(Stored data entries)
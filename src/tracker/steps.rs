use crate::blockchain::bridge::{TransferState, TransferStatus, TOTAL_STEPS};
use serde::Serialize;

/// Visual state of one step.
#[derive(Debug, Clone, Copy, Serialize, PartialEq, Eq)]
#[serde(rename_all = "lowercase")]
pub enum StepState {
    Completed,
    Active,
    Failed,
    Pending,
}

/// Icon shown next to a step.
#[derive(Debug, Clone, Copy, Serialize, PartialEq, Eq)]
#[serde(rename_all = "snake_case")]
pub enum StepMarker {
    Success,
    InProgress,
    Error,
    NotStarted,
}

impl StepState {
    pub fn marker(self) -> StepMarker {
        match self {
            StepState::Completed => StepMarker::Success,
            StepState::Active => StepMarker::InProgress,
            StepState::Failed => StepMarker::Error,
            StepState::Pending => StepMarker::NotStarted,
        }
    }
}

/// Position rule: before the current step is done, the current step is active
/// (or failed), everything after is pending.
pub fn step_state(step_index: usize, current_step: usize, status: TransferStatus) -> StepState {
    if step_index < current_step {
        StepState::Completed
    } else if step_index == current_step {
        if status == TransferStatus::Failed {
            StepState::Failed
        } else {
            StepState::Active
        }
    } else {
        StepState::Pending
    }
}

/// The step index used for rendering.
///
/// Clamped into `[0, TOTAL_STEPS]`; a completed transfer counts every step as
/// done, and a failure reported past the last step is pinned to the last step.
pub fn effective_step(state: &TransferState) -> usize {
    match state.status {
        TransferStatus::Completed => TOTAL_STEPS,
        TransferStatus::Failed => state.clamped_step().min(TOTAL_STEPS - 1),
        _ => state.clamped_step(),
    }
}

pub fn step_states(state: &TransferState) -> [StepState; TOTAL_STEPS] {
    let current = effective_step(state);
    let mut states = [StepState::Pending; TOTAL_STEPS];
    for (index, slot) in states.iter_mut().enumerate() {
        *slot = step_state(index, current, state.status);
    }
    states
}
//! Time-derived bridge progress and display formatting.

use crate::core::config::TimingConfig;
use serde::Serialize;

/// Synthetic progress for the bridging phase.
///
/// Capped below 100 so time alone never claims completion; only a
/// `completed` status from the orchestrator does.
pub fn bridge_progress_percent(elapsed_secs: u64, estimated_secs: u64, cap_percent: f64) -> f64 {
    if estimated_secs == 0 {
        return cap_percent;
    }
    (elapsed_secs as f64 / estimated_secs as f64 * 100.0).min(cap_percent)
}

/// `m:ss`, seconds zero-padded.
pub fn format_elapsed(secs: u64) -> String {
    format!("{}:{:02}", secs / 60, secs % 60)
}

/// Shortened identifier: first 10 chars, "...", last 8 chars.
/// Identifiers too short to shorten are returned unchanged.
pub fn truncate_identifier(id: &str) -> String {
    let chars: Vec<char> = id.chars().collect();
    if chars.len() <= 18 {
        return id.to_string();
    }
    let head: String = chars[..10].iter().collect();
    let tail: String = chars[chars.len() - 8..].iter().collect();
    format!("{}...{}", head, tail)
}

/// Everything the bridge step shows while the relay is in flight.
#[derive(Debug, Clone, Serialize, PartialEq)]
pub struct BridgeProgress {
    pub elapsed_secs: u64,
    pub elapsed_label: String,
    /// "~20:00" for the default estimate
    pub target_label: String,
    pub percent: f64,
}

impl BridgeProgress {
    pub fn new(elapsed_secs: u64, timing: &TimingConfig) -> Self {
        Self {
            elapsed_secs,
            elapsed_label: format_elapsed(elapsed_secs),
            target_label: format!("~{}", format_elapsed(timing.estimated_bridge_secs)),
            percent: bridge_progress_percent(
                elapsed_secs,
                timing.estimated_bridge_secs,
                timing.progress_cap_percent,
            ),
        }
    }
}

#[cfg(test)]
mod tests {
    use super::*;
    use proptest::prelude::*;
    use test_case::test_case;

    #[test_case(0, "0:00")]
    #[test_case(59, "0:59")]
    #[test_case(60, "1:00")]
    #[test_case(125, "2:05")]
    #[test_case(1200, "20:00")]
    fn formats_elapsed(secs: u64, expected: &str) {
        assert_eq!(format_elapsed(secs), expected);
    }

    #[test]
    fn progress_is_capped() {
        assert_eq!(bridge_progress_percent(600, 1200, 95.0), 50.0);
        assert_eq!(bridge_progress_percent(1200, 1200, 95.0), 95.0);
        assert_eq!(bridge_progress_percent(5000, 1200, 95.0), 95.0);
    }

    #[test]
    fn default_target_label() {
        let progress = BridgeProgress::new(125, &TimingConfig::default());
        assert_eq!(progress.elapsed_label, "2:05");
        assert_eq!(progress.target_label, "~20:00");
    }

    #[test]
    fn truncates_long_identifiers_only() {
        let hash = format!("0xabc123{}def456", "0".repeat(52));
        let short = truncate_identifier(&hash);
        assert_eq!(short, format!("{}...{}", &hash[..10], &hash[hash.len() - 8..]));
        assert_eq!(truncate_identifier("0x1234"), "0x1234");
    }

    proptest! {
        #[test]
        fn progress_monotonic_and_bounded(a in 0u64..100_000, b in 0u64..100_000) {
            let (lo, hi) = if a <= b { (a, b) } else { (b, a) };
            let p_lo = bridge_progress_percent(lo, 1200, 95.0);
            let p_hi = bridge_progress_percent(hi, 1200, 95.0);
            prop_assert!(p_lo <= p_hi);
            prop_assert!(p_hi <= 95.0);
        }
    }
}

### Task brief
Look through the data and show every line containing "head".

### Task response
    let head: String = chars[..10].iter().collect();
    format!("{}...{}", head, tail)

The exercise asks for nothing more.